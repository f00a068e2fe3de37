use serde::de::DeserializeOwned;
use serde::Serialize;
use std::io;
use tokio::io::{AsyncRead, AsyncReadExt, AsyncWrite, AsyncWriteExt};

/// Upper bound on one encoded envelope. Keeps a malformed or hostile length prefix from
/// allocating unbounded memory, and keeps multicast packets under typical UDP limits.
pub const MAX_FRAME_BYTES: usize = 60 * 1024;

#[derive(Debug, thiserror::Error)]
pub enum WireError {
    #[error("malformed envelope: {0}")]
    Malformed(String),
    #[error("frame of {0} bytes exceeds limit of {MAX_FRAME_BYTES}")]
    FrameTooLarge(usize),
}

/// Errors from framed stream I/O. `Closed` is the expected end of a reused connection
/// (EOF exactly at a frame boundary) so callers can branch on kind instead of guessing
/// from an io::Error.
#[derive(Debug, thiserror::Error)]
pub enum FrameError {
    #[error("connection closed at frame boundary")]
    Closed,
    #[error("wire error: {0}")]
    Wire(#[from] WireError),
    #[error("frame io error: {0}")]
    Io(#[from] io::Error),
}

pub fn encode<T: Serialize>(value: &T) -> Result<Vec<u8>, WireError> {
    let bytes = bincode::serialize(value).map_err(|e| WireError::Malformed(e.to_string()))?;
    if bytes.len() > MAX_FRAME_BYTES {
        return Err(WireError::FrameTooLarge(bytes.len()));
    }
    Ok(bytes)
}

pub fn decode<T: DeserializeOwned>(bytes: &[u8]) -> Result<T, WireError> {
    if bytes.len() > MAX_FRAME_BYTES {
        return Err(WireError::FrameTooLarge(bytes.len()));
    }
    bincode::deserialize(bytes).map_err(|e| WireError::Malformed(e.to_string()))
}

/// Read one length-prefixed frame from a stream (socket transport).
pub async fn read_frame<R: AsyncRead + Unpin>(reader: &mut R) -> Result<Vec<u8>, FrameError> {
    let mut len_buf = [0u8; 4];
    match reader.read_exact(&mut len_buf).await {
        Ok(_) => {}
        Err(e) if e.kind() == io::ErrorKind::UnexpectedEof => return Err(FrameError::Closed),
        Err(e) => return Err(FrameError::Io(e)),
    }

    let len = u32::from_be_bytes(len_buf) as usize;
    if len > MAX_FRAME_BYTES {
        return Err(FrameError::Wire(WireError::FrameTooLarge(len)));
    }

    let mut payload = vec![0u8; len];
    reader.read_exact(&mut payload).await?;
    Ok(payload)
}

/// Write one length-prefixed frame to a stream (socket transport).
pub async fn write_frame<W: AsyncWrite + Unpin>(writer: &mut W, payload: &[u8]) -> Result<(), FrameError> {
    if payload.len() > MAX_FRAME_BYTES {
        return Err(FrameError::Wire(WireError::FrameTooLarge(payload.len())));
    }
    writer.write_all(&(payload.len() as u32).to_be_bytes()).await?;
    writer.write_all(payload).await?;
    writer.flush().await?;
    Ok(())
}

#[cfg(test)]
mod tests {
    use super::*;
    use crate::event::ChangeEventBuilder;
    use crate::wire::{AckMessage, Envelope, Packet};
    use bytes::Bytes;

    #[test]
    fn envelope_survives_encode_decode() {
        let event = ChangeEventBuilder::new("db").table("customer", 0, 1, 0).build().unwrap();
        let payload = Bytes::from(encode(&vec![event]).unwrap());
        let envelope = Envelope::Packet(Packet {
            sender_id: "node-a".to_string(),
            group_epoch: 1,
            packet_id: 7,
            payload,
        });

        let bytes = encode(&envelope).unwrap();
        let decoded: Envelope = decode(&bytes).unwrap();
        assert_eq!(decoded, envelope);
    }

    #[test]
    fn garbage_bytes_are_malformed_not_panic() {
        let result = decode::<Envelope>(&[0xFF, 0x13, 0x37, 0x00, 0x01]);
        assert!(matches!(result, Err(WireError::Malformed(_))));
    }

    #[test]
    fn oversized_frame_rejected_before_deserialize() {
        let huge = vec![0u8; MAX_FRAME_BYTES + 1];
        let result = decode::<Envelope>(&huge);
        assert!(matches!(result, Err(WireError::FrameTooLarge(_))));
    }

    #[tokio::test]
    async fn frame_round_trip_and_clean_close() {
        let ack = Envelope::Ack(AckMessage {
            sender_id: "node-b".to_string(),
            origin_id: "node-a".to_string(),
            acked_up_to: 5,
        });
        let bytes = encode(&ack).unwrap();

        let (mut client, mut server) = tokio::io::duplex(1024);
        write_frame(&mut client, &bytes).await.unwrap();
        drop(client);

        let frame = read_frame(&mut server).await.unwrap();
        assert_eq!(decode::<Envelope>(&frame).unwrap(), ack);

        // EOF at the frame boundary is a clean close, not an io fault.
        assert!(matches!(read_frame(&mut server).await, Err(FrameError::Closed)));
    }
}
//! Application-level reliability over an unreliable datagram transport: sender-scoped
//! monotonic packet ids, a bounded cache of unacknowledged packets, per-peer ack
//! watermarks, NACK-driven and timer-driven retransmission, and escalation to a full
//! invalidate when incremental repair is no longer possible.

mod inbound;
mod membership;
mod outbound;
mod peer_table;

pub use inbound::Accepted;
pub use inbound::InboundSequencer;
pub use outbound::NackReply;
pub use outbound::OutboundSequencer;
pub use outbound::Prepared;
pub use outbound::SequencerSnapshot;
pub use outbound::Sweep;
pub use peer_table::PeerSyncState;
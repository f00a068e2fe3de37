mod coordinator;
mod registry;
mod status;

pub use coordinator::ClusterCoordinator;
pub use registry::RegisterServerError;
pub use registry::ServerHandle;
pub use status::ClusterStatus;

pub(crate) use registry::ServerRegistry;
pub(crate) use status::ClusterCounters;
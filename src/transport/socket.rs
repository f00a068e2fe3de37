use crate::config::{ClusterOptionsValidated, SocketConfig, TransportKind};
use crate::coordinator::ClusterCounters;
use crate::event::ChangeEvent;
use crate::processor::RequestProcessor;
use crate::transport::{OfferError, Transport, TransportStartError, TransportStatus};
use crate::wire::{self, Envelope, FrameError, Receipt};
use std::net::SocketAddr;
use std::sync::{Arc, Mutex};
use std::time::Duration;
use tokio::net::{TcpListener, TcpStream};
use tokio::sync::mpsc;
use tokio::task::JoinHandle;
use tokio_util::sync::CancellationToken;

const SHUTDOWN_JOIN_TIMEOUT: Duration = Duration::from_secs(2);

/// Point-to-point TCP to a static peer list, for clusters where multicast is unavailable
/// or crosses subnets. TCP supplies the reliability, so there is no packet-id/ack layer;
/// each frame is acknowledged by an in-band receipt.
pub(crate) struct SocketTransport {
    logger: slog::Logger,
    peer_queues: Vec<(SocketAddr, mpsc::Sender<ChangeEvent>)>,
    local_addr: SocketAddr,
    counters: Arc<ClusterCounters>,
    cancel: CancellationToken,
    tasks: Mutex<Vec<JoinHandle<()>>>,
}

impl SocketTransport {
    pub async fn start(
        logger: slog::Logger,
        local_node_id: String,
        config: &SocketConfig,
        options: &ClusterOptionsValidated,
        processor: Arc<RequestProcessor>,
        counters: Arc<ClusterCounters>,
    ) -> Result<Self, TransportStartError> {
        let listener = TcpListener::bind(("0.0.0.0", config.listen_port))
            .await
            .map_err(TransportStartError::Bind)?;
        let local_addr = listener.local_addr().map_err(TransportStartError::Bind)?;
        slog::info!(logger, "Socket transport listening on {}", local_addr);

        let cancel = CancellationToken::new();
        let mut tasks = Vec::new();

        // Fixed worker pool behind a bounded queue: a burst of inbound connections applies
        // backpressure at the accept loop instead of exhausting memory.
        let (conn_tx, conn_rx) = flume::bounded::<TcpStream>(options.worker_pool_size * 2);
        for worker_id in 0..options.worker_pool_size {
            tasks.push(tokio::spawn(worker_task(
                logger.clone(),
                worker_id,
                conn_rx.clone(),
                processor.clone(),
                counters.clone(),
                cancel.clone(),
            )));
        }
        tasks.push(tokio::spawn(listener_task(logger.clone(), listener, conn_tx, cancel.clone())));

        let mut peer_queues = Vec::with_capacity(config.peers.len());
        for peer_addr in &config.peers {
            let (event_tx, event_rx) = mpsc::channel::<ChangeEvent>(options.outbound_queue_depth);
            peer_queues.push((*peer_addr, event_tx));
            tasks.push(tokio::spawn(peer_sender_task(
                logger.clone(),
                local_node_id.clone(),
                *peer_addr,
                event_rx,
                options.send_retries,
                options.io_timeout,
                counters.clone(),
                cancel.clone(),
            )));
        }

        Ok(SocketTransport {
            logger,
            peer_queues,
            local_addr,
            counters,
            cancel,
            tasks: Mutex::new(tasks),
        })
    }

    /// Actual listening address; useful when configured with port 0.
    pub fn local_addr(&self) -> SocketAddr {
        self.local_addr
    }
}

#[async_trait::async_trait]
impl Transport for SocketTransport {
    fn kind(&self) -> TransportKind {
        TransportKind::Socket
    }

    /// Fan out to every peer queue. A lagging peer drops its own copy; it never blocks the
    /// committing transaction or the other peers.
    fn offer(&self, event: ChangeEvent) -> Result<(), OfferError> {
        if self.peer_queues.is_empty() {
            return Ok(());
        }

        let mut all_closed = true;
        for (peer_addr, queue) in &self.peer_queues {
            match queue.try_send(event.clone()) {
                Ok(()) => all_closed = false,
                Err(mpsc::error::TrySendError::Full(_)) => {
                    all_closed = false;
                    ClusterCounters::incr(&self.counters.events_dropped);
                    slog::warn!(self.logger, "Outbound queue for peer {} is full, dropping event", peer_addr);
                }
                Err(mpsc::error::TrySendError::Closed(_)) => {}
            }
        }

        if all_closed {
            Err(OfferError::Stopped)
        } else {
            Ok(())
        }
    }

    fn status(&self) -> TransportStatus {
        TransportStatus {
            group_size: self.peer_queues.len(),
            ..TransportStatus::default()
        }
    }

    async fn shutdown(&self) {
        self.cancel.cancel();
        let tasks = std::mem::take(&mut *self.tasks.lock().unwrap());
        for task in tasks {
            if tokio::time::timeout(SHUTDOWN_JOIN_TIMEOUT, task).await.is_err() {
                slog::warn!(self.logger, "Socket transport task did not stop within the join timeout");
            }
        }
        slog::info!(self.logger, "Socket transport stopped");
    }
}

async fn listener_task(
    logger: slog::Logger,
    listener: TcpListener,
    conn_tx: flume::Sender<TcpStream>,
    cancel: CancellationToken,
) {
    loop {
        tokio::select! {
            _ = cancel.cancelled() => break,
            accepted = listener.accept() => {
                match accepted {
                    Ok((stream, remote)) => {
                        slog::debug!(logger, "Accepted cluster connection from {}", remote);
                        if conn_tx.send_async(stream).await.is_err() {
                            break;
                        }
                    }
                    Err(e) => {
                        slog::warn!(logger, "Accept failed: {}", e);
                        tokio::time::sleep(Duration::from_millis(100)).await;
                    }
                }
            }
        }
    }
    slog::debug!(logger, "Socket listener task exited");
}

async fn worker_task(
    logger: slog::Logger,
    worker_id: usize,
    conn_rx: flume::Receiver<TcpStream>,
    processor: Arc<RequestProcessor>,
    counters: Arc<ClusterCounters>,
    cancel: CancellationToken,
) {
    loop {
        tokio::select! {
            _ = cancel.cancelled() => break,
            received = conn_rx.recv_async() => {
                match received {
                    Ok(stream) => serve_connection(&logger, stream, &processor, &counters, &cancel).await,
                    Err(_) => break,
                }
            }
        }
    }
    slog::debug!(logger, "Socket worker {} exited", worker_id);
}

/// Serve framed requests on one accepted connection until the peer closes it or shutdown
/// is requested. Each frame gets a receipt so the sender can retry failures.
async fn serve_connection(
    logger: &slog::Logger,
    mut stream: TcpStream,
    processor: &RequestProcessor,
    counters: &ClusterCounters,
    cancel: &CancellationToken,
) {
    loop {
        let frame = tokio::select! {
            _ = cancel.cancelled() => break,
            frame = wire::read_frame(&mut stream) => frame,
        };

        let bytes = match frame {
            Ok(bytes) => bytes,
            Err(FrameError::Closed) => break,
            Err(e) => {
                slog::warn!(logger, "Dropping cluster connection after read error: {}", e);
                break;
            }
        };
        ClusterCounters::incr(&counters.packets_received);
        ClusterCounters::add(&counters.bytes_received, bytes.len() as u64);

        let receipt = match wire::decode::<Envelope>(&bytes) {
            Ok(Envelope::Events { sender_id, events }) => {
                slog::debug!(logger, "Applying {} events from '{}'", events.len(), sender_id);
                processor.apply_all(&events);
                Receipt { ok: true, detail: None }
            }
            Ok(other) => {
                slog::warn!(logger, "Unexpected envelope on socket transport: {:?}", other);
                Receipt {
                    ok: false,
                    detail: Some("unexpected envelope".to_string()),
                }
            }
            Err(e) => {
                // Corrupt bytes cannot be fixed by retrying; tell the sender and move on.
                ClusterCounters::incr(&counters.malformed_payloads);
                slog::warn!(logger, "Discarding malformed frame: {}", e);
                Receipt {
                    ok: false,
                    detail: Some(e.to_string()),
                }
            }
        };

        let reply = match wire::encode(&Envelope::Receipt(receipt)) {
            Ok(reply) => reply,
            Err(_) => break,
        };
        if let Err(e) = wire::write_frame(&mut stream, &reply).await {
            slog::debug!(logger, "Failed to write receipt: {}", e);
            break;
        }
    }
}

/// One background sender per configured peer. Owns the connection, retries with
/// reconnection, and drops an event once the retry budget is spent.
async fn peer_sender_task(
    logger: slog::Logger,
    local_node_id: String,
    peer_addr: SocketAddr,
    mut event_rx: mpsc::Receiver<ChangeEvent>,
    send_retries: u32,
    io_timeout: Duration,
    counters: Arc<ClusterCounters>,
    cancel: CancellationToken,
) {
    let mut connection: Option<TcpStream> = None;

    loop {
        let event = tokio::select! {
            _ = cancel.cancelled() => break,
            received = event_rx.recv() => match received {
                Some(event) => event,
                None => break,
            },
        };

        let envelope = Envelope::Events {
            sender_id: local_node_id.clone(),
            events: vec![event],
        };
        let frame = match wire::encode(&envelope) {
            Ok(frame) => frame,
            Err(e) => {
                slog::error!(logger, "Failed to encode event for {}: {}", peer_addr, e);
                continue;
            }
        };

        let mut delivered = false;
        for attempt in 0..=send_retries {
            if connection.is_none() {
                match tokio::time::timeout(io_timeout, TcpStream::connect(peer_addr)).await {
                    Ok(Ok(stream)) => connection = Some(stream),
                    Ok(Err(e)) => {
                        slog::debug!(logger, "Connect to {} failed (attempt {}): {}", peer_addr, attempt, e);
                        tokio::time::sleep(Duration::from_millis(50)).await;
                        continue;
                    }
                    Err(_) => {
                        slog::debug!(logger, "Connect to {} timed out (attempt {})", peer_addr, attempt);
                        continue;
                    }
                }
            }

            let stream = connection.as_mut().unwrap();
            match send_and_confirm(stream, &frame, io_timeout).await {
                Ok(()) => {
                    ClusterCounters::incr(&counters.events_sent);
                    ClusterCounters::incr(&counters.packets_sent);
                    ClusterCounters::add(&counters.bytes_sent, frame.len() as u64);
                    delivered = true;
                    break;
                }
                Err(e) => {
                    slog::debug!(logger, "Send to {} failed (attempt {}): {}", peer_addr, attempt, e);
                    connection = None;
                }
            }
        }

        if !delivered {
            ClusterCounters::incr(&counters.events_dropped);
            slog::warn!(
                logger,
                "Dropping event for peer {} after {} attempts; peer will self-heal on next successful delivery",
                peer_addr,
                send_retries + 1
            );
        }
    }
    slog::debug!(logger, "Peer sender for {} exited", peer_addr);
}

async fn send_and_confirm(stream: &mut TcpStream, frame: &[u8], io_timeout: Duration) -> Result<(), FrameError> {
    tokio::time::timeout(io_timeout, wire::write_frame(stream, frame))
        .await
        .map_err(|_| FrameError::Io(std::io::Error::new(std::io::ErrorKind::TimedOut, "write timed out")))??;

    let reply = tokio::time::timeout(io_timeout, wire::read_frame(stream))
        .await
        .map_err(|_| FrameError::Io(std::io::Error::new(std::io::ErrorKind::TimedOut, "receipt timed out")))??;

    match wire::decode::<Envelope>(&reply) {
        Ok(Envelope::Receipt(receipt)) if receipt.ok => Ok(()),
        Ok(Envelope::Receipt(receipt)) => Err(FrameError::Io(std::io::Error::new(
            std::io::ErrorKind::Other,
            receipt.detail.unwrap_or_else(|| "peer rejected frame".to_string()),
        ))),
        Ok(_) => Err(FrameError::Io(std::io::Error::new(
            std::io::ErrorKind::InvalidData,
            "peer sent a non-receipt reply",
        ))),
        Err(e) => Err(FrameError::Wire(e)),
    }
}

What you will do:
What is the number of lines in the records that contain "framed"? State that number alone.

Completed exercise:
2